Existe a ideia de que aviação particular é hobby restrito a quem cresceu perto de hangares e já nasceu com afinidade por motores. Essa imagem, cada vez mais, não reflete quem de fato ocupa as escolas de aviação no Brasil hoje em dia. Boa parte dos novos alunos de piloto privado chega às escolas depois dos trinta ou dos quarenta anos, já com carreira consolidada em outra área, como aconteceu com o empresário Wander Aguilera Almeida, que descobriu essa paixão em meio a uma rotina já tomada pelo agronegócio.
Neste artigo, mostramos o que motiva esse tipo de trajetória e por que ela deixou de ser exceção.
O que muda quando o curso de piloto privado começa depois de outra carreira já formada?
O curso de piloto privado no Brasil envolve exame médico específico, aulas teóricas sobre meteorologia, navegação e regulamentação, além de um mínimo de horas de voo acompanhadas por instrutor, seja qual for a idade de quem entra na escola. A exigência técnica é a mesma para todo mundo; o que muda é a forma como esse tempo precisa ser encaixado numa agenda já ocupada por outra profissão.
O que pesa mais nesse recomeço, muito além do conteúdo técnico, é a disposição de adultos já estabelecidos profissionalmente para aceitar ser aluno outra vez, depois de anos ocupando posição de comando em outro contexto. Encaixar aulas teóricas e horas de voo numa rotina que já inclui reuniões, viagens de trabalho e responsabilidades de negócio exige um tipo de organização que ninguém pratica na juventude.
Essa disposição para recomeçar, na leitura de Wander Aguilera Almeida, é justamente o que separa quem só admira aviões de longe de quem de fato entra numa escola e enfrenta a curva de aprendizado, sem atalho e sem garantia de que vai gostar do processo tanto quanto imaginava. Esse tipo de recomeço voluntário costuma surpreender quem está de fora, já que exige disponibilidade de tempo e paciência com um processo que não respeita hierarquia nem experiência prévia em outros setores.
O que motiva profissionais de outras áreas a buscar o brevê PP na vida adulta?
Para muita gente, a busca pela licença nasce de um desejo antigo, adiado por anos de dedicação à carreira principal, à família ou ao próprio negócio.

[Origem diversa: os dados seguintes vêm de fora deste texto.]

//! charm-smoke - end-to-end smoke harness for the charm packing tool
//!
//! One invocation is one CI matrix job. The exit code is 0 only when every
//! stage of the job passed.

use std::path::PathBuf;

use charm_smoke::commands::Commands;
use charm_smoke::common::{config::Config, logging, paths};
use charm_smoke::cli;
use clap::Parser;

#[derive(Parser)]
#[command(name = "charm-smoke", about = "Smoke test harness for charmcraft")]
#[command(version, long_about = None)]
struct Cli {
    /// Configuration file (default: <config dir>/charm-smoke/config.toml)
    #[arg(long, global = true)]
    config: Option<PathBuf>,

    /// Host label overriding detection, e.g. ubuntu-22.04. It must name the
    /// running release: destructive-mode pins and artifact names follow it
    #[arg(long, global = true)]
    host: Option<String>,

    /// Debug logging for this crate
    #[arg(long, short, global = true)]
    verbose: bool,

    /// Also write the log to this file
    #[arg(long, global = true)]
    log_file: Option<PathBuf>,

    /// Write the log to the default job log location
    #[arg(long, global = true, conflicts_with = "log_file")]
    keep_log: bool,

    #[command(subcommand)]
    command: Commands,
}

#[tokio::main]
async fn main() {
    let cli = Cli::parse();

    let log_file = cli
        .log_file
        .clone()
        .or_else(|| cli.keep_log.then(paths::default_log_file).flatten());
    let guard = logging::init_cli(cli.verbose, log_file.as_deref());

    let result = match Config::load(cli.config.as_deref()) {
        Ok(config) => cli::dispatch(cli.command, &config, cli.host.as_deref()).await,
        Err(e) => Err(e),
    };

    let code = match result {
        Ok(true) => 0,
        Ok(false) => 1,
        Err(e) => {
            tracing::error!(stage = e.stage(), "{}", e);
            eprintln!("Error: {e}");
            1
        }
    };

    // Flush the job log before exiting
    drop(guard);
    std::process::exit(code);
}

O brevê aparece, nesses casos, como um projeto pessoal que só se torna viável quando a rotina profissional já está mais estruturada e sobra espaço real na agenda, algo que raramente acontece nos primeiros anos de qualquer carreira.

O empresário Wander Aguilera Almeida associa essa descoberta tardia a um momento específico da própria trajetória, quando o negócio já caminhava com certa estabilidade. A aviação não chegou como fuga da rotina, mas como um compromisso que passou a conviver lado a lado com o trabalho, exigindo o mesmo nível de disciplina em outro campo.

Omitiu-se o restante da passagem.